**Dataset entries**
[Start of section]

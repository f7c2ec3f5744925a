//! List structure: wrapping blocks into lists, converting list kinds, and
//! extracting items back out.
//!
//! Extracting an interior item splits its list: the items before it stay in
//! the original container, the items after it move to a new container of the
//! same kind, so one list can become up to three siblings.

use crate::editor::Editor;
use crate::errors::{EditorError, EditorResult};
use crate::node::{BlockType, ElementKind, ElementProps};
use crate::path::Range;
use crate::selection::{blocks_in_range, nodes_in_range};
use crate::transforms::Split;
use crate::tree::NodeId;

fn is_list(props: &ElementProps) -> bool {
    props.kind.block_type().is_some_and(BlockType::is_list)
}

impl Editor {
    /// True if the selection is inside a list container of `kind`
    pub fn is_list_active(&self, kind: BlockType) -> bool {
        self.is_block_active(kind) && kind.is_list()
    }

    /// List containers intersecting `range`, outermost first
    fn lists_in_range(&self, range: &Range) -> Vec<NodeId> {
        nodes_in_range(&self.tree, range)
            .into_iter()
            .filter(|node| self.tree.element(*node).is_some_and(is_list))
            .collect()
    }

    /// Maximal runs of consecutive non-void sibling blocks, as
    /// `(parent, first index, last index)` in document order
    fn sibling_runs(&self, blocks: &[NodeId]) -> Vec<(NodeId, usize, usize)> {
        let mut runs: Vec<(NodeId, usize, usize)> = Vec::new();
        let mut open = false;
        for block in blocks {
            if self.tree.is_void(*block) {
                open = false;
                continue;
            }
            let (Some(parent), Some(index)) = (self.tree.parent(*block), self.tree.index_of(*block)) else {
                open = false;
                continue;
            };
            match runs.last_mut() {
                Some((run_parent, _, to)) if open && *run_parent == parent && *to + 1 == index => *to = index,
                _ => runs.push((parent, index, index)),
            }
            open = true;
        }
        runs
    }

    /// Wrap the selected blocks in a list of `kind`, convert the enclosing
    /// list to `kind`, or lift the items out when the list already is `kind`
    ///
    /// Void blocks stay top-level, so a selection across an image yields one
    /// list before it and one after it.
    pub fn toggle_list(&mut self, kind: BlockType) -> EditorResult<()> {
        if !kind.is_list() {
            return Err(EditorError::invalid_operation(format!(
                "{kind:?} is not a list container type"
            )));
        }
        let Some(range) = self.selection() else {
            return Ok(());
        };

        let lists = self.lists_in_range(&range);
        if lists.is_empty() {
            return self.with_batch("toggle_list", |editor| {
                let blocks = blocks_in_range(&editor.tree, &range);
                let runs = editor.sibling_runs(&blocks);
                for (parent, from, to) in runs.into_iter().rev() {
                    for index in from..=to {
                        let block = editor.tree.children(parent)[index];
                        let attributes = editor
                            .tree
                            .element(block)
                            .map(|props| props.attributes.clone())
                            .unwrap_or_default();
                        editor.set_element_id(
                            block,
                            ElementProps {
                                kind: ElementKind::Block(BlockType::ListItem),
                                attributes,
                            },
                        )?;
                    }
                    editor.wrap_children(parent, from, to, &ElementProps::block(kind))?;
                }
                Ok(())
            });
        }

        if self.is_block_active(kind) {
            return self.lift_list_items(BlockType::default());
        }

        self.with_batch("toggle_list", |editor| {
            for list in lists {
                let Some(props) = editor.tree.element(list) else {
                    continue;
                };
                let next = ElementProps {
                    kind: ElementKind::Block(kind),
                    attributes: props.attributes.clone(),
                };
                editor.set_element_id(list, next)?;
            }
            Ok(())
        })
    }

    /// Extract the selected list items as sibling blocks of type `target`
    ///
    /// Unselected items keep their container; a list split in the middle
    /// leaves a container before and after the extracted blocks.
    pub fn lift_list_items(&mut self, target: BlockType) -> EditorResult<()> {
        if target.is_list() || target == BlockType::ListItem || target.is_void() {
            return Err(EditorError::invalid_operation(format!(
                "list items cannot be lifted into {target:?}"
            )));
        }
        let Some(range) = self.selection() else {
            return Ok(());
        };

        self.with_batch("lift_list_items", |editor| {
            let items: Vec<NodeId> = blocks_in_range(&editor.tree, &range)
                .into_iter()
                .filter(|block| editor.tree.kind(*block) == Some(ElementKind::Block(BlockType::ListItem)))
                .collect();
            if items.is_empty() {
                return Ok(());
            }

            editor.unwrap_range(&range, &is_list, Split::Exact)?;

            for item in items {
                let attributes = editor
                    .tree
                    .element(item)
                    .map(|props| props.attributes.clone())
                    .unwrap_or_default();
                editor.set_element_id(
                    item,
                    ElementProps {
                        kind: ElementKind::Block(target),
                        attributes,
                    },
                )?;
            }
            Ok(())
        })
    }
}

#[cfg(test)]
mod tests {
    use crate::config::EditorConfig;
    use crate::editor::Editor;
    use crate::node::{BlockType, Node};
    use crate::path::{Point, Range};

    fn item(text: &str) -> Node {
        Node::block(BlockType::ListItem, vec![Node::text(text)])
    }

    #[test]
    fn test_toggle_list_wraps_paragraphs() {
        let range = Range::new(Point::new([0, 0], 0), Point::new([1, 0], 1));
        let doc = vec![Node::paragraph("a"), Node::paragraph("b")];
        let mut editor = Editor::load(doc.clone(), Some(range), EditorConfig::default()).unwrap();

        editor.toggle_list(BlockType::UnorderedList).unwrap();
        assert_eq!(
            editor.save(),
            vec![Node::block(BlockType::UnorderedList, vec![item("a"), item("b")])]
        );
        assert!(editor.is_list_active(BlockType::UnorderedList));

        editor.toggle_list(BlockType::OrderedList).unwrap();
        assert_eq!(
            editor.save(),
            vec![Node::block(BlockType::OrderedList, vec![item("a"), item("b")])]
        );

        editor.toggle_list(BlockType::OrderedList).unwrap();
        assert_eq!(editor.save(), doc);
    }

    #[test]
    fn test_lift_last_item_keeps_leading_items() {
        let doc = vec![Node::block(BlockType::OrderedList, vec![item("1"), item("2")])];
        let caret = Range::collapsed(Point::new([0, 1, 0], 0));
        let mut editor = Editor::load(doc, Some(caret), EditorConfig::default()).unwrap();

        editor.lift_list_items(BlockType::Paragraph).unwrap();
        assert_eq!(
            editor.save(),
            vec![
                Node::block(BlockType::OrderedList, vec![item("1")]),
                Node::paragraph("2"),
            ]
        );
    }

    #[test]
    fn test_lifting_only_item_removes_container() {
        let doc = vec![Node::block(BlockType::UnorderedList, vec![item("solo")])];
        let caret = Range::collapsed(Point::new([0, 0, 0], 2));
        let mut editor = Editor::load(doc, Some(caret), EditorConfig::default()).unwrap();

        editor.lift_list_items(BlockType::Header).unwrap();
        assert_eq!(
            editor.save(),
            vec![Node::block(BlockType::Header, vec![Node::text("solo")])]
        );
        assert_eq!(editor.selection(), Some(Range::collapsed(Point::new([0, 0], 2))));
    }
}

[End of section]
[Start of section]

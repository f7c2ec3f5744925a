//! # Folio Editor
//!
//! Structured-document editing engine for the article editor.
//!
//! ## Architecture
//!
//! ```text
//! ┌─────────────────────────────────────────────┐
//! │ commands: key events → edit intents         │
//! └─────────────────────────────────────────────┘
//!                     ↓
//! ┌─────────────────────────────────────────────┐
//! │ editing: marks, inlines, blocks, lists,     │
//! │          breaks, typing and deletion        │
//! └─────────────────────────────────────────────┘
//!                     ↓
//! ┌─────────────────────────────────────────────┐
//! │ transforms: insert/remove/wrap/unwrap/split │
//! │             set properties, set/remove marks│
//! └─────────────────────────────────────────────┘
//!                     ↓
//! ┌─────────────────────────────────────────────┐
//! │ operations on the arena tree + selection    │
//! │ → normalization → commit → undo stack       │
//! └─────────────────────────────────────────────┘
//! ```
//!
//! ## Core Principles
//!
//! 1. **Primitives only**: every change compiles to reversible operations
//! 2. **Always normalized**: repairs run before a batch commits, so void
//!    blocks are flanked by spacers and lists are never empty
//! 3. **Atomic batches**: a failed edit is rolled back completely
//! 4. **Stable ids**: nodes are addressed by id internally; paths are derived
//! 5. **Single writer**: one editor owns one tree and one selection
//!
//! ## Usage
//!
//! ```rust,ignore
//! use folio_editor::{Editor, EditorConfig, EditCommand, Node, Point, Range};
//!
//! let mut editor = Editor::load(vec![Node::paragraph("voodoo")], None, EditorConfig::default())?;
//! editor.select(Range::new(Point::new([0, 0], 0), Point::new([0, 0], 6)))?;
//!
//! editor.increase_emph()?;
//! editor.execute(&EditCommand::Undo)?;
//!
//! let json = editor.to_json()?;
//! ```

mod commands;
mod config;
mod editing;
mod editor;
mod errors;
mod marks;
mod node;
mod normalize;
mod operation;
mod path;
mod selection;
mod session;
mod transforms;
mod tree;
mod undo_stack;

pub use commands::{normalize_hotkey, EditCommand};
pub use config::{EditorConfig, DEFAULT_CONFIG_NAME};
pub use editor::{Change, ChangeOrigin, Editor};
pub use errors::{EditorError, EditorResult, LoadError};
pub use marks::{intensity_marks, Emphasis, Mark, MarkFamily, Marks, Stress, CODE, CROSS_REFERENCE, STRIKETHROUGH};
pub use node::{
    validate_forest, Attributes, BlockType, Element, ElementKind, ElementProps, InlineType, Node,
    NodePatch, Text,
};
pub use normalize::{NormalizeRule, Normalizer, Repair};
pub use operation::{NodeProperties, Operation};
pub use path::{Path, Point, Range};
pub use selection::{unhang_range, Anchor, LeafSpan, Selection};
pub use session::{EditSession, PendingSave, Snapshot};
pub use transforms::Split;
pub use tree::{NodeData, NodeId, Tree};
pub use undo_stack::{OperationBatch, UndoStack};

[End of section]
[Start of section]

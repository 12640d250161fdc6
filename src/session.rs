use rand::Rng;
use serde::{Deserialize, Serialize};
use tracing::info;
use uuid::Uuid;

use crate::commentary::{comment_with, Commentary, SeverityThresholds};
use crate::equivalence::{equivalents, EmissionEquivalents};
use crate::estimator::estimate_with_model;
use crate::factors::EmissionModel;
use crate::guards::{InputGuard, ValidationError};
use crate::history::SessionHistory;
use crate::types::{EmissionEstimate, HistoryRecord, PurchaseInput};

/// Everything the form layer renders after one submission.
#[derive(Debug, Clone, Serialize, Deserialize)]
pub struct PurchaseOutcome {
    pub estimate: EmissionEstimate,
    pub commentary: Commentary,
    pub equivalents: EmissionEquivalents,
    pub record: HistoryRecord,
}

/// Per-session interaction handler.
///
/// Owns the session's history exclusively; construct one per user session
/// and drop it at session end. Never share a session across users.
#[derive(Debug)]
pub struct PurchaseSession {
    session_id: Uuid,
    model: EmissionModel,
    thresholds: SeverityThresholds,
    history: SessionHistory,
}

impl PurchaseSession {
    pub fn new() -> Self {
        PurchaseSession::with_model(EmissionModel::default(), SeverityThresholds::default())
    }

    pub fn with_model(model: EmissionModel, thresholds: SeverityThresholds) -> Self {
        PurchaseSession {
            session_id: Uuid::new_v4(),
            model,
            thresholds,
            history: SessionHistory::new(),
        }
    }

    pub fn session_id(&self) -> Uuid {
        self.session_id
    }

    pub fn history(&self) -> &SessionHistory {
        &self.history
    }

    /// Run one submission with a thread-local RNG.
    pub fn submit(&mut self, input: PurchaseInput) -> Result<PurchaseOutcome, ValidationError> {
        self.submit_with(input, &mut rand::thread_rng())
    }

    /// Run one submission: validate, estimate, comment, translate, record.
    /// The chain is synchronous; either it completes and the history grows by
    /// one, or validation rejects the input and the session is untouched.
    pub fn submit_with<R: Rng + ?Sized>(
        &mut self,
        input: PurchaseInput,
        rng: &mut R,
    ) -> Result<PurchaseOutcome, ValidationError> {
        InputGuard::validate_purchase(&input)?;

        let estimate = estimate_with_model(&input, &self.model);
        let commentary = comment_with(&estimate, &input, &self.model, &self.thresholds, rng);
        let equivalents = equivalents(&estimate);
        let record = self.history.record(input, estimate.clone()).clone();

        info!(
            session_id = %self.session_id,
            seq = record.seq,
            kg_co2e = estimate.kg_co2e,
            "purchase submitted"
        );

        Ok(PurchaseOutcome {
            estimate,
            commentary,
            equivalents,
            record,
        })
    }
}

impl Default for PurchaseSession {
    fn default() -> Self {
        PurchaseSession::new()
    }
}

[End of section]

**PROBLEM TO SOLVE**
Search the entries above for the string "commands", and report each line where it occurs.

**SOLUTION BELOW**
//! │ commands: key events → edit intents         │
mod commands;
pub use commands::{normalize_hotkey, EditCommand};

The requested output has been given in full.